Haiti é hoje o país mais pobre e atrasado da região. Mas épocas houve em que esteve entre os da vanguarda. Entre 1791 e 1803, o ex-escravo Toussaint L’Ouverture, inspirado pelo ideais de 1789, encabeçou uma guerra revolucionária que terminou com a proclamação da primeira república negra do mundo. Outro dado interessante: em 1794 obteve da Convenção Nacional francesa que o nomeasse general e que ratificasse a abolição da escravidão. Cinco anos depois, Napoleão quer restabelecê-la e envia 50 navios cheios de soldados, que são derrotados pelo escravo convertido em general. Contudo, o preço é altíssimo. Os haitianos herdam um país arrasado por uma guerra sem trégua e uma «dívida francesa» de 150 milhões de francos ouros. Segundo Eduardo Galeano, esse valor equivale hoje a 21 700 milhões de dólares ou 44 vezes o orçamento total do Haiti actual. O país nasce com um baraço ao pescoço e levará mais de um século a desembaraçar-se dessa dívida. Para então (1938) já tinha dono: os Estados Unidos, que tardará 60 anos a reconhecer o seu vizinho! Mas outros viraram também as costas ao novo país. Até a Venezuela se revela ingrata.
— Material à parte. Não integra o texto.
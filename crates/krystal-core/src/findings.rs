//! Human-readable key findings.

use crate::centrality::CentralityReport;
use crate::community::CommunityReport;
use crate::graph::PowerGraph;
use crate::primitives::{DENSE_NETWORK_THRESHOLD, SPARSE_NETWORK_THRESHOLD};

/// Returned alone when there is nothing to analyse.
pub const INSUFFICIENT_DATA: &str = "Insufficient data for detailed analysis";

/// Summarise an analysis in a few sentences.
///
/// Order: most central entity, community count, largest community, density
/// band.
#[must_use]
pub fn key_findings(
    graph: &PowerGraph,
    centrality: &CentralityReport,
    communities: &CommunityReport,
) -> Vec<String> {
    if centrality.is_empty() {
        return vec![INSUFFICIENT_DATA.to_string()];
    }

    let mut findings = Vec::new();

    if let Some((id, score)) = centrality.most_central() {
        let name = graph
            .entity(id)
            .map(|e| e.display_name())
            .unwrap_or_else(|| format!("Entity {}", id));
        findings.push(format!(
            "Most central entity: {} (centrality: {:.3})",
            name, score
        ));
    }

    if let Some(largest) = communities.largest() {
        findings.push(format!(
            "Network divided into {} communities",
            communities.community_count
        ));
        findings.push(format!("Largest community has {} entities", largest.size));
    }

    if !graph.is_empty() {
        let density = graph.density();
        let band = if density > DENSE_NETWORK_THRESHOLD {
            "Highly interconnected network (dense structure)"
        } else if density < SPARSE_NETWORK_THRESHOLD {
            "Sparse network with limited connections"
        } else {
            "Moderately connected network"
        };
        findings.push(band.to_string());
    }

    findings
}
Quando o futuro Libertador chega derrotado a Haiti e pede ajuda, recebe barcos e armas de Pétion a troco do compromisso de declarar a liberdade dos escravos venezuelanos. Uma vez vencedor, Bolívar agradece a Pétion enviando-lhe como presente uma espada mas esquece-se do reconhecimento oficial de Haiti. A abolição da escravidão tem lei de 1821, mas vai durar até 1854.

Washington passa à acção directa

Em 1919 os Estados Unidos invadem a ilha para impor a «sua» ordem. Começam por se apoderar da alfândega e o presidente haitiano só recebe o ordenado quando aceita liquidar o banco da nação, que passa a sucursal do Citibank! Os invasores ficam até 1934, mas, entretanto, pregam em cruz, numa porta de uma praça pública, o corpo do chefe rebelde Charlemagne Péralte.
Quase sempre sob a tutela de Washington o país vai de ditadura em ditadura até que chega a vez de Duvalier, que se declara presidente vitalício e a quem sucede o filho, Baby Doc, que somou 50 mil mortos. Anos mais tarde, em 1991, aparece Aristide. Não é do gosto dos EUA e só dura uns meses na presidência. Os marines derrubam-no. Aristide é «reciclado» e regressa à presidência pelos mesmos que o derrubaram e o voltarão a fazer em 2004, perante o silêncio das democracias ocidentais.
E assim, de ditadura em ditadura, de massacre em massacre, chegamos a 2010. Agora é a natureza quem castiga o Haiti. E como toda a desgraça sempre aproveita a alguém, os EUA voltam a aparecer como «salvadores» e, no meio de dezenas de milhares de mortos e ainda mais feridos, mandam uns quantos milhares mais de soldados para um Haiti absolutamente arrasado e com mais do que duvidosas possibilidades de reconstrução. Porquê tantos soldados e tão pouco pessoal médico? Porque Haiti pode ser transformado numa enorme e «excelente» base militar contra uma América Latina que não quer continuar a ser o quintal das traseiras do império. Não estranha então que o atendimento médico dos cubanos supere 20 vezes o dos norte-americanos! O império regressou para ficar.